Mesmo derrapando nas escolhas narrativas mais sobrenaturais, é possível afirmar que o trabalho de William Eubank (“O Sinal: Frequência do Medo“) acerta ocasionalmente na criação de algumas sequências de ação ou de suspense. O diretor imprime energia e entretenimento a determinados momentos chave da trama, como a destruição da plataforma e as aparições iniciais dos monstros, porém não consegue sustentar tais méritos por muito tempo em função de opções visuais duvidosas. Por exemplo, a câmera lenta durante a invasão das águas no laboratório é bem empregada para contrastar uma pequena goteira com uma avalanche descontrolada. Por outro lado, a mesma técnica é esquecida durante quase toda a projeção e apenas retorna como um efeito apelativo para de supervalorização da imagem sem sentido dramático. Em outros casos, a câmera na mão e o equipamento preso ao traje dos pesquisadores são menos utilizados do que poderiam para potencializar a aflição, a sequência em que Norah confronta uma grande ameaça é esvaziada logo em seguida quando ela aparece da mesma maneira como estava.
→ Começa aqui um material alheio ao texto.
//! Error types for recipe composition.

use std::path::PathBuf;

use thiserror::Error;
use xmt_index::Position;

/// Errors that can occur while loading, composing or querying a recipe.
#[derive(Error, Debug)]
pub enum RecipeError {
    /// Index-string parse or validation error from `xmt-index`.
    #[error("index string error: {0}")]
    Parse(#[from] xmt_index::IndexError),

    /// The specification is malformed.
    #[error("invalid specification '{id}': {message}")]
    Specification {
        /// Identifier of the offending specification.
        id: String,
        /// Description of the problem.
        message: String,
    },

    /// A referenced specification cannot be found in storage.
    #[error("recipe not found: {0}")]
    NotFound(String),

    /// A specification (transitively) includes itself.
    #[error("circular dependency detected: {id} ultimately includes itself ({})", .chain.join(" -> "))]
    CyclicDependency {
        /// Identifier that was found twice.
        id: String,
        /// Inclusion chain leading back to `id`.
        chain: Vec<String>,
    },

    /// The specification's kind cannot be composed statically.
    #[error("unsupported recipe type '{kind}' for '{id}'")]
    UnsupportedKind {
        /// Identifier of the specification.
        id: String,
        /// The declared kind.
        kind: String,
    },

    /// Inclusion nesting exceeds the configured limit.
    #[error("inclusion depth limit {limit} exceeded at '{id}'")]
    DepthExceeded {
        /// Identifier that would have exceeded the limit.
        id: String,
        /// Configured limit.
        limit: usize,
    },

    /// Lookup position outside the content sequence.
    #[error("position {position} is out of range for {len} content items")]
    PositionOutOfRange {
        /// Requested 1-based position.
        position: Position,
        /// Number of content items.
        len: usize,
    },

    /// Tags were requested but never compiled.
    #[error("tags have not been compiled")]
    TagsNotCompiled,

    /// Requested tag does not exist.
    #[error("tag not found: {0}")]
    TagNotFound(String),

    /// I/O error while reading a specification file.
    #[error("I/O error at {}: {source}", .path.display())]
    Io {
        /// File being read.
        path: PathBuf,
        /// Underlying error.
        #[source]
        source: std::io::Error,
    },

    /// A specification file could not be decoded.
    #[error("could not decode recipe '{name}': {message}")]
    Format {
        /// Name the recipe was requested under.
        name: String,
        /// Decoder message.
        message: String,
    },
}

impl RecipeError {
    /// Creates a specification error.
    pub fn specification(id: impl Into<String>, message: impl Into<String>) -> Self {
        Self::Specification {
            id: id.into(),
            message: message.into(),
        }
    }

    /// Creates an I/O error with path context.
    pub fn io_error(path: impl Into<PathBuf>, source: std::io::Error) -> Self {
        Self::Io {
            path: path.into(),
            source,
        }
    }
}

/// Result type for recipe operations.
pub type RecipeResult<T> = std::result::Result<T, RecipeError>;
//! Content items and read-only views over them.

use std::collections::BTreeMap;
use std::fmt;

use serde_json::{Map, Value};

/// One unit of the assembled content sequence.
#[derive(Debug, Clone, PartialEq)]
pub struct ContentItem {
    /// The literal value from the specification.
    pub content: Value,
    /// Annotation name to attached value.
    pub annotations: BTreeMap<String, Value>,
}

impl ContentItem {
    /// Creates an item with no annotations.
    pub fn new(content: Value) -> Self {
        Self {
            content,
            annotations: BTreeMap::new(),
        }
    }

    /// Attaches (or replaces) an annotation value.
    pub fn annotate(&mut self, name: impl Into<String>, value: Value) {
        self.annotations.insert(name.into(), value);
    }
}

/// Borrowed view of a [`ContentItem`] returned by recipe lookups.
///
/// # Example
///
/// ```ignore
/// let line = recipe.get(1)?;
/// assert_eq!(line.as_str(), Some("line1"));
/// assert_eq!(line.annotation("comment"), Some(&json!("first comment")));
/// ```
#[derive(Debug, Clone, Copy, PartialEq)]
pub struct ContentWrapper<'a> {
    item: &'a ContentItem,
}

impl<'a> ContentWrapper<'a> {
    /// Wraps an item.
    pub fn new(item: &'a ContentItem) -> Self {
        Self { item }
    }

    /// The literal content value.
    pub fn content(&self) -> &'a Value {
        &self.item.content
    }

    /// The content as a string slice, if it is a string.
    pub fn as_str(&self) -> Option<&'a str> {
        self.item.content.as_str()
    }

    /// The value of an annotation, if attached.
    pub fn annotation(&self, name: &str) -> Option<&'a Value> {
        self.item.annotations.get(name)
    }

    /// Returns true if the annotation is attached.
    pub fn has_annotation(&self, name: &str) -> bool {
        self.item.annotations.contains_key(name)
    }

    /// Iterates over attached annotations in name order.
    pub fn annotations(&self) -> impl Iterator<Item = (&'a str, &'a Value)> {
        let item = self.item;
        item.annotations
            .iter()
            .map(|(name, value)| (name.as_str(), value))
    }

    /// The underlying item.
    pub fn item(&self) -> &'a ContentItem {
        self.item
    }

    /// Flattens the item into a single mapping: `{"content": ..., <annotation>: ...}`.
    pub fn to_value(&self) -> Value {
        let mut map = Map::new();
        map.insert("content".to_string(), self.item.content.clone());
        for (name, value) in &self.item.annotations {
            map.insert(name.clone(), value.clone());
        }
        Value::Object(map)
    }
}

impl fmt::Display for ContentWrapper<'_> {
    fn fmt(&self, f: &mut fmt::Formatter<'_>) -> fmt::Result {
        match &self.item.content {
            Value::String(s) => write!(f, "{}", s),
            other => write!(f, "{}", other),
        }
    }
}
A fotografia banhada em filtros de luz vermelho (representativos da violência ocorrida) de determinadas cenas contrasta com outras em que o caos visual da ação impera em decorrência dos cortes frenéticos e uma iluminação confusamente escurecida.
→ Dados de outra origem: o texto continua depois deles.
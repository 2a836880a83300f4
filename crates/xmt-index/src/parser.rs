//! Index-string parser implementation using nom.
//!
//! Grammar:
//!
//! ```text
//! expression := component (';' component)*
//! component  := range | list | singleton
//! range      := integer? '..' integer? ('/' integer)?
//! list       := integer (',' integer)+
//! singleton  := integer
//! integer    := '-'? digit+
//! ```
//!
//! Whitespace is allowed around every token.

use nom::{
    branch::alt,
    bytes::complete::tag,
    character::complete::{char, digit1, multispace0},
    combinator::{all_consuming, map, map_res, opt, recognize},
    multi::separated_list1,
    sequence::{delimited, pair, preceded, terminated},
    IResult,
};

use crate::ast::{IndexExpression, RangeComponent};
use crate::error::{IndexError, IndexResult};
use crate::Position;

/// Parse an index string into its expression tree without resolving it.
///
/// # Examples
///
/// ```rust
/// use xmt_index::parse_expression;
///
/// let expr = parse_expression("1..3; 5,6").unwrap();
/// assert_eq!(expr.components.len(), 2);
/// assert_eq!(expr.to_string(), "1..3;5,6");
/// ```
pub fn parse_expression(input: &str) -> IndexResult<IndexExpression> {
    let input = input.trim();
    if input.is_empty() {
        return Err(IndexError::Empty);
    }

    match all_consuming(delimited(ws, expression, ws))(input) {
        Ok((_, expr)) => Ok(expr),
        Err(nom::Err::Error(e)) | Err(nom::Err::Failure(e)) => {
            let position = input.len() - e.input.len();
            Err(IndexError::Syntax {
                position,
                message: format!("unexpected input at: '{}'", truncate(e.input, 20)),
            })
        }
        Err(nom::Err::Incomplete(_)) => Err(IndexError::Syntax {
            position: input.len(),
            message: "incomplete expression".to_string(),
        }),
    }
}

/// Parse an index string and resolve it against `total_len`.
///
/// The result is strictly ascending, duplicate-free and every element lies in
/// `[1, total_len]`.
///
/// # Examples
///
/// ```rust
/// use xmt_index::parse_index_string;
///
/// assert_eq!(parse_index_string("1..4", 4).unwrap(), vec![1, 2, 3, 4]);
/// assert_eq!(parse_index_string("2,1,3,3", 3).unwrap(), vec![1, 2, 3]);
/// assert_eq!(parse_index_string("1,-1", 5).unwrap(), vec![1, 5]);
/// assert_eq!(parse_index_string("../2", 5).unwrap(), vec![1, 3, 5]);
/// assert!(parse_index_string("0", 5).is_err());
/// ```
pub fn parse_index_string(input: &str, total_len: usize) -> IndexResult<Vec<Position>> {
    parse_expression(input)?.resolve(total_len)
}

fn truncate(s: &str, max_len: usize) -> &str {
    match s.char_indices().nth(max_len) {
        Some((idx, _)) => &s[..idx],
        None => s,
    }
}

// ============================================================================
// Expression
// ============================================================================

fn expression(input: &str) -> IResult<&str, IndexExpression> {
    map(
        separated_list1(delimited(ws, char(';'), ws), component),
        |components| IndexExpression { components },
    )(input)
}

fn component(input: &str) -> IResult<&str, RangeComponent> {
    // Order matters: a range and a list both start with an integer.
    alt((range, list))(input)
}

fn range(input: &str) -> IResult<&str, RangeComponent> {
    let (input, start) = opt(terminated(integer, ws))(input)?;
    let (input, _) = tag("..")(input)?;
    let (input, end) = opt(preceded(ws, integer))(input)?;
    let (input, step) = opt(preceded(delimited(ws, char('/'), ws), integer))(input)?;

    Ok((input, RangeComponent::Range { start, end, step }))
}

/// A list of one is a singleton.
fn list(input: &str) -> IResult<&str, RangeComponent> {
    map(
        separated_list1(delimited(ws, char(','), ws), integer),
        |mut indices| {
            if indices.len() == 1 {
                RangeComponent::Singleton(indices.remove(0))
            } else {
                RangeComponent::List(indices)
            }
        },
    )(input)
}

fn integer(input: &str) -> IResult<&str, i64> {
    map_res(recognize(pair(opt(char('-')), digit1)), |s: &str| {
        s.parse::<i64>()
    })(input)
}

/// Optional whitespace
fn ws(input: &str) -> IResult<&str, &str> {
    multispace0(input)
}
Reunindo as abordagens encontradas em cada dimensão da história, é possível também notar como não há uma base temática e dramática clara. Não que seja, necessariamente, uma obrigação trabalhar alguma grande questão filosófica, dramática ou social ou trazer um tema que explore nuances da humanidade. Algo diferente de exigir uma profunda complexidade é esperar elementos acima da superficialidade genérica que contamina o filme, o que se torna um grande débito dos realizadores. Dois indícios significativos demonstram esse vazio: as possíveis analogias com outras produções sem uma identidade própria, como “Gravidade” e “Alien“, e a narração em voice over de Norah, que jamais se justifica ao aparecer no início, ser deixada de lado e reaparecer no final com a pretensão incoerente de dar algum peso àquele plot.
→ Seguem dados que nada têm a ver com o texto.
//! Caching wrapper for recipe storages.
//!
//! The composer looks a recipe up every time it is included, so a recipe that
//! is shared by many others is loaded many times. [`CachedStorage`] keeps
//! recently loaded specifications in an LRU cache with TTL expiration.

use std::num::NonZeroUsize;
use std::sync::atomic::{AtomicUsize, Ordering};
use std::sync::Mutex;
use std::time::{Duration, Instant};

use lru::LruCache;

use crate::config::CacheConfig;
use crate::error::RecipeResult;
use crate::spec::Spec;
use crate::storage::RecipeStorage;

/// A cached specification with expiration tracking.
#[derive(Debug, Clone)]
struct CacheEntry {
    spec: Spec,
    created_at: Instant,
}

impl CacheEntry {
    fn new(spec: Spec) -> Self {
        Self {
            spec,
            created_at: Instant::now(),
        }
    }

    fn is_expired(&self, ttl: Duration) -> bool {
        self.created_at.elapsed() > ttl
    }
}

/// LRU cache with TTL expiration in front of another [`RecipeStorage`].
///
/// Only successful lookups are cached; failures are passed through and
/// retried against the inner storage on the next request.
///
/// # Example
///
/// ```ignore
/// use xmt_recipes::{CacheConfig, CachedStorage, FileStorage, RecipeComposer};
///
/// let storage = CachedStorage::new(FileStorage::current(), CacheConfig::default());
/// let composer = RecipeComposer::new(&storage);
/// let recipe = composer.compose_by_name("book")?;
/// println!("{} lookups served from cache", storage.stats().hits);
/// ```
pub struct CachedStorage<S> {
    inner: S,
    entries: Mutex<LruCache<String, CacheEntry>>,
    ttl: Duration,
    hits: AtomicUsize,
    misses: AtomicUsize,
}

impl<S: RecipeStorage> CachedStorage<S> {
    /// Wraps `inner` with a cache configured by `config`.
    pub fn new(inner: S, config: CacheConfig) -> Self {
        let capacity = NonZeroUsize::new(config.max_entries).unwrap_or(NonZeroUsize::MIN);
        Self {
            inner,
            entries: Mutex::new(LruCache::new(capacity)),
            ttl: config.ttl,
            hits: AtomicUsize::new(0),
            misses: AtomicUsize::new(0),
        }
    }

    /// Returns the wrapped storage.
    pub fn inner(&self) -> &S {
        &self.inner
    }

    /// Drops every cached entry.
    pub fn clear(&self) {
        if let Ok(mut entries) = self.entries.lock() {
            entries.clear();
        }
    }

    /// Drops the cached entry for `name`, if any.
    pub fn invalidate(&self, name: &str) {
        if let Ok(mut entries) = self.entries.lock() {
            entries.pop(name);
        }
    }

    /// Returns cache statistics.
    pub fn stats(&self) -> CacheStats {
        let (total, expired) = match self.entries.lock() {
            Ok(entries) => (
                entries.len(),
                entries
                    .iter()
                    .filter(|(_, entry)| entry.is_expired(self.ttl))
                    .count(),
            ),
            _ => (0, 0),
        };
        CacheStats {
            total_entries: total,
            valid_entries: total.saturating_sub(expired),
            hits: self.hits.load(Ordering::Relaxed),
            misses: self.misses.load(Ordering::Relaxed),
        }
    }

    fn cached(&self, name: &str) -> Option<Spec> {
        let mut entries = self.entries.lock().ok()?;
        if let Some(entry) = entries.get(name) {
            if entry.is_expired(self.ttl) {
                entries.pop(name);
                return None;
            }
            return Some(entry.spec.clone());
        }
        None
    }
}

impl<S: RecipeStorage> RecipeStorage for CachedStorage<S> {
    fn load_recipe(&self, name: &str) -> RecipeResult<Spec> {
        if let Some(spec) = self.cached(name) {
            self.hits.fetch_add(1, Ordering::Relaxed);
            log::trace!("recipe cache hit for '{}'", name);
            return Ok(spec);
        }

        self.misses.fetch_add(1, Ordering::Relaxed);
        let spec = self.inner.load_recipe(name)?;
        match self.entries.lock() {
            Ok(mut entries) => {
                entries.put(name.to_string(), CacheEntry::new(spec.clone()));
            }
            Err(_) => log::warn!("recipe cache lock poisoned, '{}' not cached", name),
        }
        Ok(spec)
    }
}

impl<S> std::fmt::Debug for CachedStorage<S> {
    fn fmt(&self, f: &mut std::fmt::Formatter<'_>) -> std::fmt::Result {
        let entries = self.entries.lock().map(|e| e.len()).unwrap_or(0);
        f.debug_struct("CachedStorage")
            .field("entries", &entries)
            .field("ttl", &self.ttl)
            .finish()
    }
}

/// Statistics about a [`CachedStorage`].
#[derive(Debug, Clone, Default, PartialEq, Eq)]
pub struct CacheStats {
    /// Total number of entries in the cache.
    pub total_entries: usize,
    /// Number of entries that have not expired.
    pub valid_entries: usize,
    /// Lookups served from the cache.
    pub hits: usize,
    /// Lookups forwarded to the inner storage.
    pub misses: usize,
}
A pobreza dramática igualmente se verifica na falta de desenvolvimento dos personagens, que aparentam ser avatares e não indivíduos com seus próprios conflitos e objetivos. O Capitão simplesmente é a autoridade que sempre toma as decisões; Norah é a pesquisadora de maior iniciativa para enfrentar tantos obstáculos; Rodrigo não tem qualquer traço marcante; Paul é o membro da equipe que exagera nas piadas e se torna um alívio cômico enfadonho; e o casal Liam e Emily é simplesmente o casal. Trazer diálogos vazios (todas as conversas envolvendo relacionamentos) e expositivos (personagens que explicam entre si o que aconteceria se algo não fosse feito) é o ponto central que mostra como “Ameaça Profunda” tem dificuldade em justificar sua existência. Apesar de algumas boas sequências, o filme oferece várias lacunas negativas quanto ao porquê de ter sido concebido.